**EXERCISE AIM**
Reproduce exactly, from the data that follows, the line with "fn session_post(&self, method: Method, path: &str, body: Value)", the line with "fn do_detail(api: &Api, agent_id: &str, json_output: bool)", and every line that lies between them.

── GIVEN RECORDS ──

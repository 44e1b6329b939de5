pub mod agent_client;
pub mod config;
pub mod db;
pub mod error;
pub mod ipc;
pub mod models;
pub mod render;
pub mod store;
pub mod transport;

pub use agent_client::{
    build_execute_url, AgentBackend, AgentClientError, BackendCall, BackendResponse,
    HttpAgentClient,
};
pub use config::CourierConfig;
pub use error::CourierError;
pub use render::{CodeRenderer, QrPngRenderer, RenderError};
pub use store::{ExecutionStore, MessageStore, SessionStore, Stores, UserStore};
pub use transport::{
    Address, ConnectionEvent, ConnectionFactory, DeviceConnection, DeviceIdentity, PairingEvent,
    TransportError,
};
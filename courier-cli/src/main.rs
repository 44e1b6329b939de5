//! courier-cli: operator CLI for the Courier HTTP API
//!
//! # Subcommands
//! - `create <agent-id> [--name] [--agent-key] [--backend-url] [--qr-out]`
//! - `status <agent-id> [--qr-out]` status and current pairing code
//! - `detail <agent-id>`            session record plus message counters
//! - `reconnect <agent-id>`
//! - `delete <agent-id>`
//! - `execute <agent-id> <message> [--sender] [--param key=value]...`
//! - `health`                       server health
//!
//! `--json` prints the raw response body instead of a summary.

use std::path::{Path, PathBuf};
use std::time::Duration;

use base64::engine::general_purpose::STANDARD;
use base64::Engine;
use clap::{Parser, Subcommand};
use reqwest::blocking::{Client, RequestBuilder};
use reqwest::Method;
use serde_json::{json, Map, Value};

const DEFAULT_SERVER: &str = "http://127.0.0.1:8080";
const API_PREFIX: &str = "/api/v1";

// ============================================================================
// CLI Definition
// ============================================================================

#[derive(Debug, Parser)]
#[command(name = "courier-cli", version, about = "Manage Courier agent sessions")]
struct Cli {
    /// Courier HTTP server URL
    #[arg(long, env = "COURIER_HTTP_URL", default_value = DEFAULT_SERVER)]
    server: String,

    /// API key sent as a bearer token
    #[arg(long, env = "COURIER_API_KEY", hide_env_values = true)]
    api_key: Option<String>,

    /// Print the raw JSON response
    #[arg(long, global = true)]
    json: bool,

    #[command(subcommand)]
    command: Commands,
}

#[derive(Debug, Subcommand)]
enum Commands {
    /// Create a session and start pairing
    Create {
        agent_id: String,

        /// Display name used for @-mentions in groups
        #[arg(long)]
        name: Option<String>,

        /// API key the gateway presents to the agent backend
        #[arg(long)]
        agent_key: Option<String>,

        /// Per-agent backend URL (defaults to the server's configured one)
        #[arg(long)]
        backend_url: Option<String>,

        /// Write the pairing QR code PNG to this path
        #[arg(long)]
        qr_out: Option<PathBuf>,
    },

    /// Show session status and the current pairing code
    Status {
        agent_id: String,

        /// Write the pairing QR code PNG to this path
        #[arg(long)]
        qr_out: Option<PathBuf>,
    },

    /// Show the session record with message counters
    Detail { agent_id: String },

    /// Re-attach a session to its device
    Reconnect { agent_id: String },

    /// Delete a session and unpair its device
    Delete { agent_id: String },

    /// Send a message straight to the agent backend
    Execute {
        agent_id: String,
        message: String,

        /// Sender id forwarded as the backend session id
        #[arg(long)]
        sender: Option<String>,

        /// Parameter override, `key=value` (value parsed as JSON when possible)
        #[arg(long = "param", value_name = "KEY=VALUE")]
        params: Vec<String>,
    },

    /// Show Courier server health
    Health,
}

// ============================================================================
// Request building
// ============================================================================

/// Parse `key=value`; the value is JSON if it parses, else a plain string.
pub fn parse_param(raw: &str) -> Result<(String, Value), String> {
    let (key, value) = raw
        .split_once('=')
        .ok_or_else(|| format!("expected key=value, got '{}'", raw))?;
    let key = key.trim();
    if key.is_empty() {
        return Err(format!("empty parameter name in '{}'", raw));
    }
    let value = serde_json::from_str(value).unwrap_or_else(|_| Value::String(value.to_string()));
    Ok((key.to_string(), value))
}

pub fn build_params(raw: &[String]) -> Result<Option<Map<String, Value>>, String> {
    if raw.is_empty() {
        return Ok(None);
    }
    let mut params = Map::new();
    for p in raw {
        let (k, v) = parse_param(p)?;
        params.insert(k, v);
    }
    Ok(Some(params))
}

pub fn execute_body(
    agent_id: &str,
    message: &str,
    sender: Option<&str>,
    params: Option<Map<String, Value>>,
) -> Value {
    let mut body = json!({ "agentId": agent_id, "message": message });
    if let Some(sender) = sender {
        body["sender"] = json!(sender);
    }
    if let Some(params) = params {
        body["params"] = Value::Object(params);
    }
    body
}

// ============================================================================
// Output
// ============================================================================

fn field<'a>(v: &'a Value, key: &str) -> &'a str {
    v[key].as_str().filter(|s| !s.is_empty()).unwrap_or("-")
}

/// Human-readable summary of a session payload (create/status/reconnect).
pub fn session_summary(data: &Value) -> String {
    let mut lines = vec![
        format!("Agent:        {}", field(data, "agentId")),
        format!("Status:       {}", field(data, "status")),
    ];
    if data.get("phoneNumber").is_some() {
        lines.push(format!("Phone:        {}", field(data, "phoneNumber")));
    }
    if data.get("connectedAt").is_some() {
        lines.push(format!("Connected at: {}", field(data, "connectedAt")));
    }
    let generated = data
        .get("lastQrGeneratedAt")
        .or_else(|| data.get("lastGeneratedAt"));
    if let Some(at) = generated.and_then(|v| v.as_str()) {
        lines.push(format!("Code issued:  {}", at));
    }
    let has_code = data["qrCodeBase64"].as_str().map(|s| !s.is_empty()).unwrap_or(false);
    lines.push(format!(
        "Pairing code: {}",
        if has_code { "available (use --qr-out to save)" } else { "none" }
    ));
    lines.join("\n")
}

/// Decode `qrCodeBase64` from a session payload and write it as a PNG.
pub fn write_qr(data: &Value, path: &Path) -> anyhow::Result<bool> {
    let Some(b64) = data["qrCodeBase64"].as_str().filter(|s| !s.is_empty()) else {
        return Ok(false);
    };
    let png = STANDARD.decode(b64)?;
    std::fs::write(path, png)?;
    Ok(true)
}

// ============================================================================
// HTTP Client Calls
// ============================================================================

struct Api {
    client: Client,
    server: String,
    api_key: Option<String>,
}

impl Api {
    fn new(server: &str, api_key: Option<String>) -> anyhow::Result<Self> {
        let client = Client::builder().timeout(Duration::from_secs(60)).build()?;
        Ok(Self {
            client,
            server: server.trim_end_matches('/').to_string(),
            api_key,
        })
    }

    fn request(&self, method: Method, path: &str) -> RequestBuilder {
        let url = format!("{}{}", self.server, path);
        let builder = self.client.request(method, url);
        match &self.api_key {
            Some(key) => builder.bearer_auth(key),
            None => builder,
        }
    }

    /// Send and return the JSON body. Non-2xx responses become errors carrying
    /// the server's `error` text.
    fn send(&self, builder: RequestBuilder) -> anyhow::Result<Value> {
        let resp = builder
            .send()
            .map_err(|e| anyhow::anyhow!("cannot reach {}: {}", self.server, e))?;
        let status = resp.status();
        let body: Value = resp.json().unwrap_or(Value::Null);
        if !status.is_success() {
            let msg = body["error"].as_str().unwrap_or("no error message");
            anyhow::bail!("server returned {}: {}", status, msg);
        }
        Ok(body)
    }

    fn session_get(&self, path: &str, agent_id: &str) -> anyhow::Result<Value> {
        self.send(
            self.request(Method::GET, &format!("{}{}", API_PREFIX, path))
                .query(&[("agentId", agent_id)]),
        )
    }

    fn session_post(&self, method: Method, path: &str, body: Value) -> anyhow::Result<Value> {
        self.send(
            self.request(method, &format!("{}{}", API_PREFIX, path))
                .json(&body),
        )
    }
}

fn print_json(body: &Value) -> anyhow::Result<()> {
    println!("{}", serde_json::to_string_pretty(body)?);
    Ok(())
}

fn print_session(body: &Value, json_output: bool, qr_out: Option<&Path>) -> anyhow::Result<()> {
    if let Some(path) = qr_out {
        if write_qr(&body["data"], path)? {
            eprintln!("QR code written to {}", path.display());
        } else {
            eprintln!("No pairing code available yet");
        }
    }
    if json_output {
        return print_json(body);
    }
    if let Some(msg) = body["message"].as_str() {
        println!("{}", msg);
    }
    println!("{}", session_summary(&body["data"]));
    Ok(())
}

fn do_health(api: &Api, json_output: bool) -> anyhow::Result<()> {
    let body = api.send(api.request(Method::GET, "/health"))?;
    if json_output {
        return print_json(&body);
    }
    println!("Courier server: {}", body["status"].as_str().unwrap_or("unknown"));
    println!("Version:        {}", body["version"].as_str().unwrap_or("?"));
    println!("Database:       {}", body["database"].as_str().unwrap_or("?"));
    println!("Connections:    {}", body["connections"].as_u64().unwrap_or(0));
    Ok(())
}

fn do_detail(api: &Api, agent_id: &str, json_output: bool) -> anyhow::Result<()> {
    let body = api.session_get("/sessions/detail", agent_id)?;
    if json_output {
        return print_json(&body);
    }
    let session = &body["data"]["session"];
    let stats = &body["data"]["stats"];
    println!("Agent:     {}", field(session, "agentId"));
    println!("Name:      {}", field(session, "displayName"));
    println!("Owner:     {}", field(session, "ownerUserId"));
    println!("Status:    {}", field(session, "status"));
    println!("Phone:     {}", field(session, "phoneNumber"));
    println!("Backend:   {}", field(session, "backendUrl"));
    println!("Incoming:  {}", stats["incoming"].as_i64().unwrap_or(0));
    println!("Responded: {}", stats["responded"].as_i64().unwrap_or(0));
    Ok(())
}

fn do_execute(api: &Api, body: Value, json_output: bool) -> anyhow::Result<()> {
    let resp = api.session_post(Method::POST, "/agents/execute", body)?;
    if json_output {
        return print_json(&resp);
    }
    let data = &resp["data"];
    let reply = data["response"]["response"]
        .as_str()
        .or_else(|| data["response"]["message"].as_str());
    match reply {
        Some(text) => println!("{}", text),
        None => println!("{}", data["rawResponse"].as_str().unwrap_or("")),
    }
    eprintln!("({} ms)", data["executionTimeMs"].as_i64().unwrap_or(0));
    Ok(())
}

fn run(cli: Cli) -> anyhow::Result<()> {
    let api = Api::new(&cli.server, cli.api_key)?;
    let json_output = cli.json;

    match cli.command {
        Commands::Health => do_health(&api, json_output),
        Commands::Create {
            agent_id,
            name,
            agent_key,
            backend_url,
            qr_out,
        } => {
            let body = json!({
                "agentId": agent_id,
                "agentName": name,
                "apiKey": agent_key,
                "backendUrl": backend_url,
            });
            let resp = api.session_post(Method::POST, "/sessions/create", body)?;
            print_session(&resp, json_output, qr_out.as_deref())
        }
        Commands::Status { agent_id, qr_out } => {
            let resp = api.session_get("/sessions/status", &agent_id)?;
            print_session(&resp, json_output, qr_out.as_deref())
        }
        Commands::Detail { agent_id } => do_detail(&api, &agent_id, json_output),
        Commands::Reconnect { agent_id } => {
            let resp = api.session_post(
                Method::POST,
                "/sessions/reconnect",
                json!({ "agentId": agent_id }),
            )?;
            print_session(&resp, json_output, None)
        }
        Commands::Delete { agent_id } => {
            let resp = api.session_post(
                Method::DELETE,
                "/sessions/delete",
                json!({ "agentId": agent_id }),
            )?;
            if json_output {
                return print_json(&resp);
            }
            println!("{}", resp["message"].as_str().unwrap_or("Deleted"));
            Ok(())
        }
        Commands::Execute {
            agent_id,
            message,
            sender,
            params,
        } => {
            let params = build_params(&params).map_err(|e| anyhow::anyhow!(e))?;
            let body = execute_body(&agent_id, &message, sender.as_deref(), params);
            do_execute(&api, body, json_output)
        }
    }
}

// ============================================================================
// Main
// ============================================================================

fn main() {
    let cli = Cli::parse();
    if let Err(e) = run(cli) {
        eprintln!("courier-cli: {}", e);
        std::process::exit(1);
    }
}

// ============================================================================
// Tests
// ============================================================================
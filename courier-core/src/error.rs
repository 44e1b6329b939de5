use crate::models::execution::ExecutionRecord;
use crate::transport::TransportError;
use thiserror::Error;

#[derive(Error, Debug)]
pub enum CourierError {
    #[error("session already exists for agent {0}")]
    AlreadyExists(String),

    #[error("session not found for agent {0}")]
    NotFound(String),

    #[error("Connection error: {0}")]
    Connection(String),

    #[error("Config error: {0}")]
    Config(String),

    #[error("Database error: {0}")]
    Database(#[from] sqlx::Error),

    #[error("Persistence error: {0}")]
    Persistence(String),

    /// The backend call was classified as failed. The record has already been
    /// persisted; `message` is the classification's error text.
    #[error("{message}")]
    ExecutionFailed {
        message: String,
        record: Box<ExecutionRecord>,
    },

    #[error("Settings error: {0}")]
    Settings(#[from] config::ConfigError),

    #[error("IO error: {0}")]
    Io(#[from] std::io::Error),

    #[error("IPC error: {0}")]
    Ipc(String),
}

impl From<TransportError> for CourierError {
    fn from(e: TransportError) -> Self {
        CourierError::Connection(e.to_string())
    }
}
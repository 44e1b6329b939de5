use chrono::{DateTime, Utc};
use serde::{Deserialize, Serialize};
use uuid::Uuid;

#[derive(Debug, Clone, Copy, PartialEq, Eq, Serialize, Deserialize)]
#[serde(rename_all = "snake_case")]
pub enum ExecutionStatus {
    Success,
    Failed,
}

impl ExecutionStatus {
    pub fn as_str(&self) -> &'static str {
        match self {
            ExecutionStatus::Success => "success",
            ExecutionStatus::Failed => "failed",
        }
    }
}

impl TryFrom<String> for ExecutionStatus {
    type Error = String;

    fn try_from(value: String) -> Result<Self, Self::Error> {
        match value.as_str() {
            "success" => Ok(ExecutionStatus::Success),
            "failed" => Ok(ExecutionStatus::Failed),
            other => Err(format!("unknown execution status: {}", other)),
        }
    }
}

/// Append-only log entry for one call to the agent backend.
#[derive(Debug, Clone, Serialize, Deserialize, sqlx::FromRow)]
#[serde(rename_all = "camelCase")]
pub struct ExecutionRecord {
    pub id: Uuid,
    pub session_id: Uuid,
    pub agent_id: String,
    pub user_message: Option<String>,
    pub response_body: Option<String>,
    pub execution_time_ms: i64,
    #[sqlx(try_from = "String")]
    pub status: ExecutionStatus,
    pub error_message: Option<String>,
    pub created_at: DateTime<Utc>,
}

impl ExecutionRecord {
    pub fn is_success(&self) -> bool {
        self.status == ExecutionStatus::Success
    }

    /// Reply text from a successful execution: `response`, else `message`.
    ///
    /// Returns `None` for failed records, non-JSON bodies and empty replies.
    pub fn reply(&self) -> Option<String> {
        if !self.is_success() {
            return None;
        }
        let body = self.response_body.as_deref()?;
        let parsed: serde_json::Value = serde_json::from_str(body).ok()?;
        let obj = parsed.as_object()?;

        ["response", "message"].iter().find_map(|key| {
            obj.get(*key)
                .and_then(|v| v.as_str())
                .filter(|s| !s.is_empty())
                .map(str::to_string)
        })
    }
}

───

**RESPONSE TO THE EXERCISE**
    fn session_post(&self, method: Method, path: &str, body: Value) -> anyhow::Result<Value> {
        self.send(
            self.request(method, &format!("{}{}", API_PREFIX, path))
                .json(&body),
        )
    }
}

fn print_json(body: &Value) -> anyhow::Result<()> {
    println!("{}", serde_json::to_string_pretty(body)?);
    Ok(())
}

fn print_session(body: &Value, json_output: bool, qr_out: Option<&Path>) -> anyhow::Result<()> {
    if let Some(path) = qr_out {
        if write_qr(&body["data"], path)? {
            eprintln!("QR code written to {}", path.display());
        } else {
            eprintln!("No pairing code available yet");
        }
    }
    if json_output {
        return print_json(body);
    }
    if let Some(msg) = body["message"].as_str() {
        println!("{}", msg);
    }
    println!("{}", session_summary(&body["data"]));
    Ok(())
}

fn do_health(api: &Api, json_output: bool) -> anyhow::Result<()> {
    let body = api.send(api.request(Method::GET, "/health"))?;
    if json_output {
        return print_json(&body);
    }
    println!("Courier server: {}", body["status"].as_str().unwrap_or("unknown"));
    println!("Version:        {}", body["version"].as_str().unwrap_or("?"));
    println!("Database:       {}", body["database"].as_str().unwrap_or("?"));
    println!("Connections:    {}", body["connections"].as_u64().unwrap_or(0));
    Ok(())
}

fn do_detail(api: &Api, agent_id: &str, json_output: bool) -> anyhow::Result<()> {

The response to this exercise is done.